Recent breakups don’t presage a pharma-digital collaboration doomsday, experts say

It’s easy to see why there’s a lot of doom and gloom about partnerships between digital health companies and pharmaceutical companies: Proteus Digital Health’s floundering business and failed investment round; Sanofi’s change of direction that led to parting ways with Onduo; and the premature conclusion of a partnership between Pear Therapeutics and Sandoz have made news in the last quarter.

However, these setbacks are not coming as a major shock to people who are working in the digital health field.

According to Bill Evans, managing director of Rock Health, these breakups are not causing a ripple effect across the market. A key reason for this is that the factors that drove the breakups don’t suggest a failure of the digital health products themselves.

“The Sanofi one is a great case in point where the corporation as a whole is moving away from the therapeutic area that is the focus of this Verily partnership, so it would be unwise for them to continue in that partnership simply because of what they need to do as a business,” Evans told Mobi Health News.

“I don’t see paradigm-level problems,” Evans added. “I see an industry that needs to take away individual, and individually valuable, lessons from each of the three so that we move forward in a productive way that unlocks the value and potential for these kinds of partnerships in the future.”

Rock Health’s Evans says one of the chief takeaways from these cases is the danger of overcommitting to a single product or program. “Go big or go home” is a high-risk maneuver in any industry, let alone an industry where the two sides of a new partnership haven’t yet come to an ideal structure for that partnership.

Further complicating digital health-pharma deals are misaligned expectations. Evans said it was probably the fact that communications were out of sync, and so were expectations, that led to the breakup between Pear and Sandoz.

But for all the news of big-name breakups, Evans of Rock Health says, there are other, quieter programs working well in the background. He says he’s heard digital health partnership success stories from about half of the 10 biggest pharmaceutical companies, and that other such partnerships are still in the works.
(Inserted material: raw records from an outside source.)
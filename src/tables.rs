use crate::consts::{FALLBACK_TIP, MONTH_TIPS, NORTHERN_SEASONS, SEASON_TIPS, SOUTHERN_SEASONS};
use crate::types::{Hemisphere, Month, Season};

/// Total mapping from (hemisphere, month) to season.
#[derive(Debug, Clone, Copy, PartialEq, Eq)]
pub struct MonthSeasonTable {
    northern: &'static [Season; 12],
    southern: &'static [Season; 12],
}

/// The standard meteorological season table.
pub static STANDARD_SEASONS: MonthSeasonTable = MonthSeasonTable {
    northern: &NORTHERN_SEASONS,
    southern: &SOUTHERN_SEASONS,
};

impl MonthSeasonTable {
    pub const fn new(northern: &'static [Season; 12], southern: &'static [Season; 12]) -> Self {
        Self { northern, southern }
    }

    /// Season of `month` in `hemisphere`
    pub const fn season(&self, month: Month, hemisphere: Hemisphere) -> Season {
        let row = match hemisphere {
            Hemisphere::Northern => self.northern,
            Hemisphere::Southern => self.southern,
        };
        row[month.index()]
    }

    /// Checks that every month's Southern season is its Northern season shifted by two
    pub fn is_phase_shifted(&self) -> bool {
        self.northern
            .iter()
            .zip(self.southern.iter())
            .all(|(north, south)| north.opposite() == *south)
    }
}

/// Season and month tips with a fallback for misses.
#[derive(Debug, Clone, Copy, PartialEq, Eq)]
pub struct AdviceTable {
    seasons:  &'static [(Season, &'static str)],
    months:   &'static [(Month, &'static str)],
    fallback: &'static str,
}

/// The built-in tips.
pub static STANDARD_ADVICE: AdviceTable = AdviceTable {
    seasons:  &SEASON_TIPS,
    months:   &MONTH_TIPS,
    fallback: FALLBACK_TIP,
};

impl AdviceTable {
    pub const fn new(
        seasons: &'static [(Season, &'static str)],
        months: &'static [(Month, &'static str)],
        fallback: &'static str,
    ) -> Self {
        Self {
            seasons,
            months,
            fallback,
        }
    }

    /// Tip for `season`, or the fallback tip when the table has no entry
    pub fn season_tip(&self, season: Season) -> &'static str {
        self.seasons
            .iter()
            .find(|(s, _)| *s == season)
            .map_or(self.fallback, |(_, tip)| *tip)
    }

    /// Month-specific tip, if the table has one
    pub fn month_tip(&self, month: Month) -> Option<&'static str> {
        self.months.iter().find(|(m, _)| *m == month).map(|(_, tip)| *tip)
    }

    pub const fn fallback(&self) -> &'static str {
        self.fallback
    }
}

#[cfg(test)]
mod tests {
    use super::*;

    #[test]
    fn test_standard_seasons_phase_shift() {
        assert!(STANDARD_SEASONS.is_phase_shifted());
        for month in Month::ALL {
            let north = STANDARD_SEASONS.season(month, Hemisphere::Northern);
            let south = STANDARD_SEASONS.season(month, Hemisphere::Southern);
            assert_eq!(north.distance_to(south), 2, "{month} is not shifted by two seasons");
        }
    }

    #[test]
    fn test_every_season_has_three_months() {
        for hemisphere in [Hemisphere::Northern, Hemisphere::Southern] {
            for season in Season::ALL {
                let count = Month::ALL
                    .iter()
                    .filter(|m| STANDARD_SEASONS.season(**m, hemisphere) == season)
                    .count();
                assert_eq!(count, 3, "{season} in {hemisphere}");
            }
        }
    }

    #[test]
    fn test_unshifted_table_detected() {
        static SAME: MonthSeasonTable = MonthSeasonTable::new(&NORTHERN_SEASONS, &NORTHERN_SEASONS);
        assert!(!SAME.is_phase_shifted());
    }

    #[test]
    fn test_standard_advice_covers_every_season() {
        for season in Season::ALL {
            assert_ne!(STANDARD_ADVICE.season_tip(season), FALLBACK_TIP, "{season} has no tip");
        }
    }

    #[test]
    fn test_month_tips_are_prefixed() {
        for month in Month::ALL {
            let tip = STANDARD_ADVICE.month_tip(month).unwrap();
            assert!(tip.starts_with(&format!("{month}:")), "{tip}");
        }
    }

    #[test]
    fn test_partial_table_falls_back() {
        static PARTIAL: AdviceTable = AdviceTable::new(&[(Season::Spring, "Sow.")], &[], "Look around.");
        assert_eq!(PARTIAL.season_tip(Season::Spring), "Sow.");
        assert_eq!(PARTIAL.season_tip(Season::Winter), "Look around.");
        assert_eq!(PARTIAL.month_tip(Month::March), None);
        assert_eq!(PARTIAL.fallback(), "Look around.");
    }
}
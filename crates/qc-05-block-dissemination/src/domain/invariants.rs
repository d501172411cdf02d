//! Invariants every honest committee node relies on.

use super::{partition_shards, FanoutMode, LookupWindow};

/// INVARIANT-1: Bitmap Alignment
/// One co-signature bit per committee member.
pub fn invariant_bitmap_matches_committee(bitmap_len: usize, committee_len: usize) -> bool {
    bitmap_len == committee_len
}

/// INVARIANT-2: Shard Coverage
/// Every shard index in `[0, shard_count - 1]` is owned by some cluster.
pub fn invariant_partition_covers_shards(
    committee_size: usize,
    shard_count: usize,
    cluster_size: usize,
) -> bool {
    if shard_count == 0 {
        return true;
    }

    let mut covered = vec![false; shard_count];
    let mut index = 0usize;
    while index < committee_size {
        let Ok(local) = u16::try_from(index) else {
            return false;
        };
        let Some(assignment) = partition_shards(committee_size, shard_count, cluster_size, local)
        else {
            return false;
        };
        if assignment.shard_lo <= assignment.shard_hi {
            for slot in &mut covered[assignment.shard_lo..=assignment.shard_hi] {
                *slot = true;
            }
        }
        // One representative per cluster is enough
        index += cluster_size;
    }

    covered.iter().all(|c| *c)
}

/// INVARIANT-3: Lookup Window Width
/// A placed window is exactly `window_size` wide and inside the committee.
pub fn invariant_lookup_window_width(
    window: &LookupWindow,
    committee_size: usize,
    window_size: usize,
) -> bool {
    window.len() == window_size && window.hi <= committee_size
}

/// INVARIANT-4: Bounded Fan-out
/// Tree mode never sends to more than `min(fanout, shard_size)` members.
pub fn invariant_fanout_bounded(
    recipients: usize,
    shard_size: usize,
    mode: FanoutMode,
    fanout: usize,
) -> bool {
    match mode {
        FanoutMode::Tree => recipients <= fanout.min(shard_size),
        FanoutMode::Flood => recipients == shard_size,
    }
}
//! # Core Domain Entities
//!
//! Defines the data the dissemination core reads and the transient results it
//! derives.
//!
//! ## Entities
//!
//! - [`CommitteeMember`]: (public key, peer) entry of the sender committee
//! - [`ShardMember`]: entry of a shard
//! - [`LookupNode`]: full-network gateway node
//! - [`LocalIdentity`]: how the local node recognises itself in a committee
//! - [`FilteredCommittee`]: co-signers only, order preserved, local index resolved
//! - [`ShardAssignment`], [`LookupWindow`], [`DisseminationReport`]: derived results

use shared_types::{Peer, PublicKey};

use super::DisseminationError;

/// Member of the sender (DS) committee.
///
/// Committee order is consensus-round order; every index computed by this
/// crate is a position in that order.
#[derive(Clone, Debug, PartialEq, Eq)]
pub struct CommitteeMember {
    /// Member's public key.
    pub public_key: PublicKey,
    /// Member's network location. The null peer marks the local node.
    pub peer: Peer,
}

impl CommitteeMember {
    /// Creates a new committee member.
    pub fn new(public_key: PublicKey, peer: Peer) -> Self {
        Self { public_key, peer }
    }
}

/// Member of a shard.
#[derive(Clone, Debug, PartialEq, Eq)]
pub struct ShardMember {
    /// Member's public key.
    pub public_key: PublicKey,
    /// Member's network location.
    pub peer: Peer,
    /// Reputation carried with the shard structure. Not used for forwarding.
    pub reputation: u16,
}

impl ShardMember {
    /// Creates a new shard member.
    pub fn new(public_key: PublicKey, peer: Peer, reputation: u16) -> Self {
        Self {
            public_key,
            peer,
            reputation,
        }
    }
}

/// A shard: ordered list of members.
pub type Shard = Vec<ShardMember>;

/// Lookup node (full-network gateway).
#[derive(Clone, Debug, PartialEq, Eq)]
pub struct LookupNode {
    /// Lookup node's public key.
    pub public_key: PublicKey,
    /// Lookup node's network location.
    pub peer: Peer,
}

impl LookupNode {
    /// Creates a new lookup node entry.
    pub fn new(public_key: PublicKey, peer: Peer) -> Self {
        Self { public_key, peer }
    }
}

/// How the local node finds its own entry in the committee.
#[derive(Clone, Copy, Debug, PartialEq, Eq, Default)]
pub enum LocalIdentity {
    /// The local entry carries the null peer (consensus substitutes it).
    #[default]
    NullPeer,
    /// The local entry carries this public key.
    PublicKey(PublicKey),
}

impl LocalIdentity {
    /// Returns true if `member` is the local node.
    pub fn matches(&self, member: &CommitteeMember) -> bool {
        match self {
            LocalIdentity::NullPeer => member.peer.is_null(),
            LocalIdentity::PublicKey(key) => member.public_key == *key,
        }
    }
}

/// Sender committee reduced to the members whose co-signature bit is set.
///
/// This is the only committee view the partitioner and the lookup selector
/// operate on.
#[derive(Clone, Debug)]
pub struct FilteredCommittee<'a> {
    members: Vec<&'a CommitteeMember>,
    local_index: Option<u16>,
}

impl<'a> FilteredCommittee<'a> {
    /// Filters `committee` by `bitmap` and resolves the local node's index.
    ///
    /// The first member matching `local` wins.
    pub fn build(
        committee: &'a [CommitteeMember],
        bitmap: &[bool],
        local: &LocalIdentity,
    ) -> Result<Self, DisseminationError> {
        if bitmap.len() != committee.len() {
            return Err(DisseminationError::SizeMismatch {
                bitmap: bitmap.len(),
                committee: committee.len(),
            });
        }

        let members: Vec<&CommitteeMember> = committee
            .iter()
            .zip(bitmap)
            .filter_map(|(member, &signed)| if signed { Some(member) } else { None })
            .collect();

        if members.len() > usize::from(u16::MAX) + 1 {
            return Err(DisseminationError::CommitteeTooLarge {
                size: members.len(),
            });
        }

        let local_index = members
            .iter()
            .position(|member| local.matches(member))
            .map(|i| i as u16);

        Ok(Self {
            members,
            local_index,
        })
    }

    /// Co-signing members, in committee order.
    pub fn members(&self) -> &[&'a CommitteeMember] {
        &self.members
    }

    /// Number of co-signing members.
    pub fn len(&self) -> usize {
        self.members.len()
    }

    /// True if nobody co-signed.
    pub fn is_empty(&self) -> bool {
        self.members.is_empty()
    }

    /// Position of the local node, if it co-signed.
    pub fn local_index(&self) -> Option<u16> {
        self.local_index
    }
}

/// Shard range owned by one committee cluster.
///
/// `shard_lo..=shard_hi`, inclusive. Recomputed per call, never cached.
#[derive(Clone, Copy, Debug, PartialEq, Eq)]
pub struct ShardAssignment {
    /// Cluster the node belongs to.
    pub cluster: usize,
    /// First shard index (inclusive).
    pub shard_lo: usize,
    /// Last shard index (inclusive).
    pub shard_hi: usize,
    /// Number of clusters in the committee.
    pub num_clusters: usize,
    /// Shards handled per cluster.
    pub shard_groups_per_cluster: usize,
}

/// Half-open window of committee indices that forward to lookup nodes.
#[derive(Clone, Copy, Debug, PartialEq, Eq)]
pub struct LookupWindow {
    /// First index in the window.
    pub lo: usize,
    /// One past the last index in the window.
    pub hi: usize,
}

impl LookupWindow {
    /// Returns true if `index` is inside the window.
    pub fn contains(&self, index: usize) -> bool {
        index >= self.lo && index < self.hi
    }

    /// Window width.
    pub fn len(&self) -> usize {
        self.hi - self.lo
    }

    /// True for a zero-width window.
    pub fn is_empty(&self) -> bool {
        self.hi == self.lo
    }
}

/// Lookup forwarding decision for one call.
#[derive(Clone, Copy, Debug, PartialEq, Eq, Default)]
pub enum LookupDecision {
    /// The node is inside the lookup window.
    Assigned,
    /// The node is outside the window, or does not participate.
    #[default]
    NotAssigned,
    /// Filtered committee too small to place a window; lookup path skipped.
    CommitteeTooSmall,
}

/// Decisions taken by one dissemination call.
#[derive(Clone, Debug, PartialEq, Eq, Default)]
pub struct DisseminationReport {
    /// Local node co-signed and found itself in the committee.
    pub participating: bool,
    /// Local node's index in the filtered committee.
    pub local_index: Option<u16>,
    /// Size of the filtered committee.
    pub filtered_committee_size: usize,
    /// Lookup forwarding decision.
    pub lookup: LookupDecision,
    /// Lookup window, when one could be placed.
    pub lookup_window: Option<LookupWindow>,
    /// Lookup sender was invoked.
    pub lookup_sent: bool,
    /// Shard range computed for the node's cluster.
    pub shard_assignment: Option<ShardAssignment>,
    /// Cluster passed the shard forwarding guard.
    pub shard_forwarding: bool,
    /// Shard sender was invoked.
    pub shards_sent: bool,
    /// Length of the composed message.
    pub message_len: usize,
}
“In broader context, you’re starting to see digital health companies, digital therapeutics companies partner with large health care companies that have been in the health care industry for a long time—pharma is one…you have this Express Scripts announcement where this large PBM is now getting very involved in the payment and distribution of digital therapeutics,” said Propeller Health Chief Commercial Officer Chris Hogg. “You’re starting to see the slow integration of digital health into the existing digital health ecosystem. Pharma’s a big part of that, and they will continue to be.”